Since the early 1980s Peter Corris has been producing a series of crime novels featuring his PI Cliff Hardy. His latest, Deep Water, is the 35th in the series, and as it is released Marc McEvoy interviewed the author for "The Sydney Morning Herald".
Although Corris invented the character of Hardy in 1976, it took five years to find a publisher for his first novel, The Dying Trade. Once a punchy, beer-swilling philanderer, Hardy is less sexist now. His evolution during the series mirrors the changes in his creator.I seem to remember reading a piece of Corris's in an issue of the late-lamented "National Times" from the late 70s or early 80s - about the time the Hardy series started. As I recall Corris was at a crime convention somewhere in the States and told someone there that he intended to write an ongoing PI crime series set in Sydney. They just about laughed in his face. Not any longer I suspect."I stopped smoking about one or two books in - Cliff stopped smoking," Corris says. "I started jogging and trying to take better care of myself five or six books in - Cliff starts exercising.

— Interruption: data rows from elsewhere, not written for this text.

//! Shared types for the API layer.

use std::sync::Arc;

use crate::pipeline::jobs::SummaryJobStore;
use crate::pipeline::DocumentService;

/// Header carrying the caller identity forwarded by the auth gateway.
pub const USER_ID_HEADER: &str = "x-user-id";
/// Optional role header forwarded by the auth gateway.
pub const USER_ROLE_HEADER: &str = "x-user-role";

/// Shared context for all API routes and middleware.
#[derive(Clone)]
pub struct ApiContext {
    pub service: Arc<DocumentService>,
    pub jobs: Arc<SummaryJobStore>,
}

impl ApiContext {
    pub fn new(service: Arc<DocumentService>) -> Self {
        Self {
            service,
            jobs: Arc::new(SummaryJobStore::new()),
        }
    }
}

/// Caller identity, injected into request extensions by the identity
/// middleware. Absent headers leave the fields `None`; each operation
/// decides whether that is acceptable.
#[derive(Debug, Clone, Default)]
pub struct CallerContext {
    pub user_id: Option<String>,
    pub role: Option<String>,
}
pub mod prompt;
pub mod redact;
pub mod summarizer;

pub use summarizer::*;

use thiserror::Error;

use crate::pipeline::ollama::OllamaError;

#[derive(Error, Debug)]
pub enum SummarizationError {
    #[error("Model call failed: {0}")]
    Model(#[from] OllamaError),

    #[error("No text to summarize")]
    EmptyInput,

    #[error("Model returned an empty summary")]
    EmptySummary,
}
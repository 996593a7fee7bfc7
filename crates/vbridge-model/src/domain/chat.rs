use serde::{Deserialize, Serialize};
use serde_json::{Map, Value};

/// Body of `POST /api/v1/chat/completions`.
///
/// Only the message list is interpreted by the bridge. Every other field
/// (`model`, `max_tokens`, `stream`, ...) is kept in `extra` so the request
/// reaches the worker unchanged.
#[derive(Debug, Clone, PartialEq, Serialize, Deserialize)]
pub struct ChatRequest {
    pub messages: Vec<ChatMessage>,
    #[serde(flatten)]
    pub extra: Map<String, Value>,
}

#[derive(Debug, Clone, PartialEq, Serialize, Deserialize)]
pub struct ChatMessage {
    pub role: String,
    pub content: MessageContent,
    #[serde(flatten)]
    pub extra: Map<String, Value>,
}

/// Either plain text or a list of typed content parts.
#[derive(Debug, Clone, PartialEq, Serialize, Deserialize)]
#[serde(untagged)]
pub enum MessageContent {
    Text(String),
    Parts(Vec<ContentPart>),
}

/// One entry of a multi-part message.
///
/// `kind` is the part's `type` (`"text"`, `"image_url"`, ...). Unknown part
/// types are carried through as-is.
#[derive(Debug, Clone, PartialEq, Serialize, Deserialize)]
pub struct ContentPart {
    #[serde(rename = "type")]
    pub kind: String,
    #[serde(default, skip_serializing_if = "Option::is_none")]
    pub text: Option<String>,
    #[serde(default, skip_serializing_if = "Option::is_none")]
    pub image_url: Option<ImageUrl>,
    #[serde(flatten)]
    pub extra: Map<String, Value>,
}

#[derive(Debug, Clone, PartialEq, Serialize, Deserialize)]
pub struct ImageUrl {
    pub url: String,
    #[serde(flatten)]
    pub extra: Map<String, Value>,
}

impl ContentPart {
    pub fn text(text: impl Into<String>) -> Self {
        Self {
            kind: "text".to_string(),
            text: Some(text.into()),
            image_url: None,
            extra: Map::new(),
        }
    }

    pub fn image(url: impl Into<String>) -> Self {
        Self {
            kind: "image_url".to_string(),
            text: None,
            image_url: Some(ImageUrl {
                url: url.into(),
                extra: Map::new(),
            }),
            extra: Map::new(),
        }
    }

    /// URL of an `image_url` part; `None` for every other part type.
    pub fn image_url(&self) -> Option<&str> {
        if self.kind != "image_url" {
            return None;
        }
        self.image_url.as_ref().map(|img| img.url.as_str())
    }
}

impl ChatMessage {
    pub fn new(role: impl Into<String>, content: MessageContent) -> Self {
        Self {
            role: role.into(),
            content,
            extra: Map::new(),
        }
    }

    pub fn is_user(&self) -> bool {
        self.role == "user"
    }
}

impl ChatRequest {
    pub fn new(messages: Vec<ChatMessage>) -> Self {
        Self {
            messages,
            extra: Map::new(),
        }
    }

    /// Image URLs of user messages, in message order then part order.
    pub fn user_image_urls(&self) -> impl Iterator<Item = &str> {
        self.messages
            .iter()
            .filter(|m| m.is_user())
            .filter_map(|m| match &m.content {
                MessageContent::Parts(parts) => Some(parts),
                MessageContent::Text(_) => None,
            })
            .flatten()
            .filter_map(ContentPart::image_url)
    }
}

I try to keep alcohol consumption down - likewise, Cliff cuts down his drinking."
The changes are sometimes structural, such as when Hardy's office in Darlinghurst was renovated in real life, so he has since moved to Newtown.

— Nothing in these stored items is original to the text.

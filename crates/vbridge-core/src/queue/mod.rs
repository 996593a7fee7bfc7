use std::time::Duration;

use tokio::sync::{Mutex, mpsc};
use vbridge_model::Envelope;

use crate::error::QueueError;

/// Outbound side of the work queue consumed by the worker.
///
/// `enqueue` must not block: a full or closed queue is reported immediately.
pub trait WorkQueue: Send + Sync + 'static {
    fn enqueue(&self, envelope: Envelope) -> Result<(), QueueError>;
}

enum Tx {
    Bounded(mpsc::Sender<Envelope>),
    Unbounded(mpsc::UnboundedSender<Envelope>),
}

enum Rx {
    Bounded(mpsc::Receiver<Envelope>),
    Unbounded(mpsc::UnboundedReceiver<Envelope>),
}

impl Rx {
    async fn recv(&mut self) -> Option<Envelope> {
        match self {
            Rx::Bounded(rx) => rx.recv().await,
            Rx::Unbounded(rx) => rx.recv().await,
        }
    }
}

/// In-process [`WorkQueue`] backed by a tokio mpsc channel.
pub struct ChannelQueue {
    tx: Tx,
}

/// Worker half of a [`ChannelQueue`].
///
/// Safe to share between several consumers; each envelope is handed out once.
pub struct QueueReceiver {
    rx: Mutex<Rx>,
}

impl ChannelQueue {
    /// Create a queue. `capacity == 0` means unbounded.
    pub fn channel(capacity: usize) -> (ChannelQueue, QueueReceiver) {
        let (tx, rx) = if capacity == 0 {
            let (tx, rx) = mpsc::unbounded_channel();
            (Tx::Unbounded(tx), Rx::Unbounded(rx))
        } else {
            let (tx, rx) = mpsc::channel(capacity);
            (Tx::Bounded(tx), Rx::Bounded(rx))
        };
        (ChannelQueue { tx }, QueueReceiver { rx: Mutex::new(rx) })
    }
}

impl WorkQueue for ChannelQueue {
    fn enqueue(&self, envelope: Envelope) -> Result<(), QueueError> {
        match &self.tx {
            Tx::Bounded(tx) => tx.try_send(envelope).map_err(|e| match e {
                mpsc::error::TrySendError::Full(_) => QueueError::Full,
                mpsc::error::TrySendError::Closed(_) => QueueError::Closed,
            }),
            Tx::Unbounded(tx) => tx.send(envelope).map_err(|_| QueueError::Closed),
        }
    }
}

impl QueueReceiver {
    /// Next envelope; `None` once every sender is gone and the queue is drained.
    pub async fn recv(&self) -> Option<Envelope> {
        self.rx.lock().await.recv().await
    }

    /// Like [`recv`](Self::recv) but gives up after `wait`.
    pub async fn recv_timeout(&self, wait: Duration) -> Option<Envelope> {
        tokio::time::timeout(wait, self.recv()).await.ok().flatten()
    }
}
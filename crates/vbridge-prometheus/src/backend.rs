use std::time::Duration;

use prometheus::{
    Encoder, HistogramOpts, HistogramVec, IntCounter, IntCounterVec, Opts, Registry, TextEncoder,
    proto::MetricFamily,
};
use vbridge_core::{MetricsBackend, Outcome, StreamResolution};
use vbridge_model::CommandKind;

/// Wait buckets in seconds; the default request timeout is 180s.
const WAIT_BUCKETS: &[f64] = &[0.05, 0.1, 0.25, 0.5, 1.0, 2.5, 5.0, 10.0, 30.0, 60.0, 120.0, 180.0];

#[derive(Clone)]
pub struct PrometheusMetrics {
    registry: Registry,
    dispatched: IntCounterVec,
    completed: IntCounterVec,
    wait: HistogramVec,
    streams: IntCounterVec,
    orphans: IntCounter,
}

impl PrometheusMetrics {
    pub fn new() -> Result<Self, prometheus::Error> {
        Self::with_registry(Registry::new())
    }

    /// Register the bridge metrics into an existing registry.
    pub fn with_registry(registry: Registry) -> Result<Self, prometheus::Error> {
        let dispatched = IntCounterVec::new(
            Opts::new(
                "vbridge_requests_dispatched_total",
                "Requests handed to the worker queue",
            ),
            &["kind"],
        )?;
        let completed = IntCounterVec::new(
            Opts::new(
                "vbridge_requests_completed_total",
                "Requests finished, by outcome",
            ),
            &["kind", "outcome"],
        )?;
        let wait = HistogramVec::new(
            HistogramOpts::new(
                "vbridge_request_wait_seconds",
                "Time spent waiting for the worker's response",
            )
            .buckets(WAIT_BUCKETS.to_vec()),
            &["kind"],
        )?;
        let streams = IntCounterVec::new(
            Opts::new(
                "vbridge_stream_resolutions_total",
                "Device stream lookups, by result",
            ),
            &["resolution"],
        )?;
        let orphans = IntCounter::new(
            "vbridge_orphaned_responses_total",
            "Worker responses that arrived with nobody waiting",
        )?;

        registry.register(Box::new(dispatched.clone()))?;
        registry.register(Box::new(completed.clone()))?;
        registry.register(Box::new(wait.clone()))?;
        registry.register(Box::new(streams.clone()))?;
        registry.register(Box::new(orphans.clone()))?;

        Ok(Self {
            registry,
            dispatched,
            completed,
            wait,
            streams,
            orphans,
        })
    }

    pub fn registry(&self) -> &Registry {
        &self.registry
    }

    pub fn gather(&self) -> Vec<MetricFamily> {
        self.registry.gather()
    }

    /// Text exposition format, ready to serve on `/metrics`.
    pub fn encode(&self) -> Result<String, prometheus::Error> {
        let mut buffer = Vec::new();
        TextEncoder::new().encode(&self.gather(), &mut buffer)?;
        String::from_utf8(buffer).map_err(|e| prometheus::Error::Msg(e.to_string()))
    }
}

impl MetricsBackend for PrometheusMetrics {
    fn record_dispatch(&self, kind: CommandKind) {
        self.dispatched.with_label_values(&[kind.as_str()]).inc();
    }

    fn record_outcome(&self, kind: CommandKind, outcome: Outcome, waited: Option<Duration>) {
        self.completed
            .with_label_values(&[kind.as_str(), outcome.as_label()])
            .inc();
        if let Some(waited) = waited {
            self.wait
                .with_label_values(&[kind.as_str()])
                .observe(waited.as_secs_f64());
        }
    }

    fn record_stream(&self, resolution: StreamResolution) {
        self.streams
            .with_label_values(&[resolution.as_label()])
            .inc();
    }

    fn record_orphan(&self) {
        self.orphans.inc();
    }
}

Sometimes Corris even plants books he's reading in the plot, which help punctuate the action. In Deep Water Hardy reads Julian Barnes's Arthur And George and James Ellroy's The Black Dahlia. "Cliff's never read anything I haven't read," Corris says.
But Corris insists Hardy is a complete fantasy figure in the way the detective can prevail against the odds. "His physical capabilities are way beyond anything I could do . . . and his sexual prowess is considerably greater than mine," Corris says with a grin. "But the sense of humour, the take on life, the take on politics and religion - these are absolutely me."
Corris invented Hardy after reading American crime fiction writers Raymond Chandler, Dashiell Hammett and Ross Macdonald. "Hardy was a straight pinch from Raymond Chandler and Philip Marlowe," he says.